Exercise >>
Here are the records. Print them all exactly.

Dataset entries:
== == ==
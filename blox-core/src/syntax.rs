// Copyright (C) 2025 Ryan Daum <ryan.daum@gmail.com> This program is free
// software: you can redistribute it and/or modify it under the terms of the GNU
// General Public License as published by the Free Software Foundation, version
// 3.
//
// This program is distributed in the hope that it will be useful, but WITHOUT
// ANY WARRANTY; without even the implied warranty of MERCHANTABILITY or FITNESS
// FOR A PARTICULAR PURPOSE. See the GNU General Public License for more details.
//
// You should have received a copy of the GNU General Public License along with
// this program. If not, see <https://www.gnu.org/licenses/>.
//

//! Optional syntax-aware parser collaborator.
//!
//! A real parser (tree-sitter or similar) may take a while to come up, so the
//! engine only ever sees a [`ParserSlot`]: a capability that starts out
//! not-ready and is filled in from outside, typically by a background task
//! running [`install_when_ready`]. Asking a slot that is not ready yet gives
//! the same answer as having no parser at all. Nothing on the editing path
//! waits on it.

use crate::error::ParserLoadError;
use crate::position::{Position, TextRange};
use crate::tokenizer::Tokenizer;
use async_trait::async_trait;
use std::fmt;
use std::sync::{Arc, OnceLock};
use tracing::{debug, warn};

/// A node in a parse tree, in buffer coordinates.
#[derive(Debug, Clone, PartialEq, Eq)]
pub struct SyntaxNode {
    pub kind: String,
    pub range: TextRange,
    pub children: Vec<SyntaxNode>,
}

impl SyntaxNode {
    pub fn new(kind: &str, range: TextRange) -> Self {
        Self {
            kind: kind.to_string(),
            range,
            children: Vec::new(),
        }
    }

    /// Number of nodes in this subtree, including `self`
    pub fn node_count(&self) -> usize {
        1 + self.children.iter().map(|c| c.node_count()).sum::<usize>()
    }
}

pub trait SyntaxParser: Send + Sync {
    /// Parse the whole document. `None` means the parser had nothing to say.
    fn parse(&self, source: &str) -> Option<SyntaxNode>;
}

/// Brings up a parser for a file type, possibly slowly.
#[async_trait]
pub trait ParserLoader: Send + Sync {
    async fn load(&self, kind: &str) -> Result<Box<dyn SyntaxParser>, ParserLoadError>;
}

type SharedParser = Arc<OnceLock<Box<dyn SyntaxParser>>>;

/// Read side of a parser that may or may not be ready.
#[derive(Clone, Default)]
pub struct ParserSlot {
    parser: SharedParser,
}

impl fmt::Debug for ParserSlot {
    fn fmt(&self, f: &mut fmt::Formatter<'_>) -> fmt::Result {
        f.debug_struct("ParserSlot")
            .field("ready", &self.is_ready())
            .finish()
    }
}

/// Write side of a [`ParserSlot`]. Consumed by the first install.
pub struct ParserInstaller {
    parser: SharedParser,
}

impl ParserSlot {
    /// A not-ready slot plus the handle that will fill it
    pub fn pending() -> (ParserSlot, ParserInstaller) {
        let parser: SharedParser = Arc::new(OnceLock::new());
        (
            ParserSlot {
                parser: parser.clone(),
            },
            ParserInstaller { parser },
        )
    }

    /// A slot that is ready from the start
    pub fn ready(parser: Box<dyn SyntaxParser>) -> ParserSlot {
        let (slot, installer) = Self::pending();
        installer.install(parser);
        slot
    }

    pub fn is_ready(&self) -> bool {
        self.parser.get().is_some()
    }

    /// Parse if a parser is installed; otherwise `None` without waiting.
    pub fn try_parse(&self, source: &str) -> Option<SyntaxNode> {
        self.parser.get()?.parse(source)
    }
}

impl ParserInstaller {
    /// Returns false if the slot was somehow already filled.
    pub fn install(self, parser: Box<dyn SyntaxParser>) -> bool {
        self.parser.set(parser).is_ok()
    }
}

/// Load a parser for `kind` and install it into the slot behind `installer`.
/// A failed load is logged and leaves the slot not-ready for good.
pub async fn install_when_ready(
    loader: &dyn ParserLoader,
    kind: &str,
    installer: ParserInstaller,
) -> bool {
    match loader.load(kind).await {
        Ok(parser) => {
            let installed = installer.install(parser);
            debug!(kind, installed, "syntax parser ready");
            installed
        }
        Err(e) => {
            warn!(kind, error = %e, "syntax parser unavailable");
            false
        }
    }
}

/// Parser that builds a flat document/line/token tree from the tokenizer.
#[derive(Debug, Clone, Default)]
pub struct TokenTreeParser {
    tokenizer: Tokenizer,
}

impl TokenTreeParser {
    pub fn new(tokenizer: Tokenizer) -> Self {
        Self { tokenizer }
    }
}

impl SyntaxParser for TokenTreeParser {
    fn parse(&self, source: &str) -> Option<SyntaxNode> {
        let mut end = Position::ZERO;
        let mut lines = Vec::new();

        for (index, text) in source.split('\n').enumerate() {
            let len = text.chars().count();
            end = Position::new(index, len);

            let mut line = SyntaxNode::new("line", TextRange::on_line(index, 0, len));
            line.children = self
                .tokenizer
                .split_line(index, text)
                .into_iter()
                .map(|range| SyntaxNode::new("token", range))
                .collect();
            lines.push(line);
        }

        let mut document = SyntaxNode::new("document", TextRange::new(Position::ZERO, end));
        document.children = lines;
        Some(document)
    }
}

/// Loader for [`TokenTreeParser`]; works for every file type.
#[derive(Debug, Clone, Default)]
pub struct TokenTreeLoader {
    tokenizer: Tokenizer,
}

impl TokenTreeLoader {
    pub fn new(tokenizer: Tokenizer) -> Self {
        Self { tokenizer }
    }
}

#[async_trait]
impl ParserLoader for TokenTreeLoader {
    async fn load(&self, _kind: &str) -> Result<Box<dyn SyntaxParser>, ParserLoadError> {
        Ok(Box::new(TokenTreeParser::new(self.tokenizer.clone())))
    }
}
== == ==
Output for this exercise >>
filename blox-core/src/syntax.rs
// Copyright (C) 2025 Ryan Daum <ryan.daum@gmail.com> This program is free
// software: you can redistribute it and/or modify it under the terms of the GNU
// General Public License as published by the Free Software Foundation, version
// 3.
//
// This program is distributed in the hope that it will be useful, but WITHOUT
// ANY WARRANTY; without even the implied warranty of MERCHANTABILITY or FITNESS
// FOR A PARTICULAR PURPOSE. See the GNU General Public License for more details.
//
// You should have received a copy of the GNU General Public License along with
// this program. If not, see <https://www.gnu.org/licenses/>.
//

//! Optional syntax-aware parser collaborator.
//!
//! A real parser (tree-sitter or similar) may take a while to come up, so the
//! engine only ever sees a [`ParserSlot`]: a capability that starts out
//! not-ready and is filled in from outside, typically by a background task
//! running [`install_when_ready`]. Asking a slot that is not ready yet gives
//! the same answer as having no parser at all. Nothing on the editing path
//! waits on it.

use crate::error::ParserLoadError;
use crate::position::{Position, TextRange};
use crate::tokenizer::Tokenizer;
use async_trait::async_trait;
use std::fmt;
use std::sync::{Arc, OnceLock};
use tracing::{debug, warn};

/// A node in a parse tree, in buffer coordinates.
#[derive(Debug, Clone, PartialEq, Eq)]
pub struct SyntaxNode {
    pub kind: String,
    pub range: TextRange,
    pub children: Vec<SyntaxNode>,
}

impl SyntaxNode {
    pub fn new(kind: &str, range: TextRange) -> Self {
        Self {
            kind: kind.to_string(),
            range,
            children: Vec::new(),
        }
    }

    /// Number of nodes in this subtree, including `self`
    pub fn node_count(&self) -> usize {
        1 + self.children.iter().map(|c| c.node_count()).sum::<usize>()
    }
}

pub trait SyntaxParser: Send + Sync {
    /// Parse the whole document. `None` means the parser had nothing to say.
    fn parse(&self, source: &str) -> Option<SyntaxNode>;
}

/// Brings up a parser for a file type, possibly slowly.
#[async_trait]
pub trait ParserLoader: Send + Sync {
    async fn load(&self, kind: &str) -> Result<Box<dyn SyntaxParser>, ParserLoadError>;
}

type SharedParser = Arc<OnceLock<Box<dyn SyntaxParser>>>;

/// Read side of a parser that may or may not be ready.
#[derive(Clone, Default)]
pub struct ParserSlot {
    parser: SharedParser,
}

impl fmt::Debug for ParserSlot {
    fn fmt(&self, f: &mut fmt::Formatter<'_>) -> fmt::Result {
        f.debug_struct("ParserSlot")
            .field("ready", &self.is_ready())
            .finish()
    }
}

/// Write side of a [`ParserSlot`]. Consumed by the first install.
pub struct ParserInstaller {
    parser: SharedParser,
}

impl ParserSlot {
    /// A not-ready slot plus the handle that will fill it
    pub fn pending() -> (ParserSlot, ParserInstaller) {
        let parser: SharedParser = Arc::new(OnceLock::new());
        (
            ParserSlot {
                parser: parser.clone(),
            },
            ParserInstaller { parser },
        )
    }

    /// A slot that is ready from the start
    pub fn ready(parser: Box<dyn SyntaxParser>) -> ParserSlot {
        let (slot, installer) = Self::pending();
        installer.install(parser);
        slot
    }

    pub fn is_ready(&self) -> bool {
        self.parser.get().is_some()
    }

    /// Parse if a parser is installed; otherwise `None` without waiting.
    pub fn try_parse(&self, source: &str) -> Option<SyntaxNode> {
        self.parser.get()?.parse(source)
    }
}

impl ParserInstaller {
    /// Returns false if the slot was somehow already filled.
    pub fn install(self, parser: Box<dyn SyntaxParser>) -> bool {
        self.parser.set(parser).is_ok()
    }
}

/// Load a parser for `kind` and install it into the slot behind `installer`.
/// A failed load is logged and leaves the slot not-ready for good.
pub async fn install_when_ready(
    loader: &dyn ParserLoader,
    kind: &str,
    installer: ParserInstaller,
) -> bool {
    match loader.load(kind).await {
        Ok(parser) => {
            let installed = installer.install(parser);
            debug!(kind, installed, "syntax parser ready");
            installed
        }
        Err(e) => {
            warn!(kind, error = %e, "syntax parser unavailable");
            false
        }
    }
}

/// Parser that builds a flat document/line/token tree from the tokenizer.
#[derive(Debug, Clone, Default)]
pub struct TokenTreeParser {
    tokenizer: Tokenizer,
}

impl TokenTreeParser {
    pub fn new(tokenizer: Tokenizer) -> Self {
        Self { tokenizer }
    }
}

impl SyntaxParser for TokenTreeParser {
    fn parse(&self, source: &str) -> Option<SyntaxNode> {
        let mut end = Position::ZERO;
        let mut lines = Vec::new();

        for (index, text) in source.split('\n').enumerate() {
            let len = text.chars().count();
            end = Position::new(index, len);

            let mut line = SyntaxNode::new("line", TextRange::on_line(index, 0, len));
            line.children = self
                .tokenizer
                .split_line(index, text)
                .into_iter()
                .map(|range| SyntaxNode::new("token", range))
                .collect();
            lines.push(line);
        }

        let mut document = SyntaxNode::new("document", TextRange::new(Position::ZERO, end));
        document.children = lines;
        Some(document)
    }
}

/// Loader for [`TokenTreeParser`]; works for every file type.
#[derive(Debug, Clone, Default)]
pub struct TokenTreeLoader {
    tokenizer: Tokenizer,
}

impl TokenTreeLoader {
    pub fn new(tokenizer: Tokenizer) -> Self {
        Self { tokenizer }
    }
}

#[async_trait]
impl ParserLoader for TokenTreeLoader {
    async fn load(&self, _kind: &str) -> Result<Box<dyn SyntaxParser>, ParserLoadError> {
        Ok(Box::new(TokenTreeParser::new(self.tokenizer.clone())))
    }
}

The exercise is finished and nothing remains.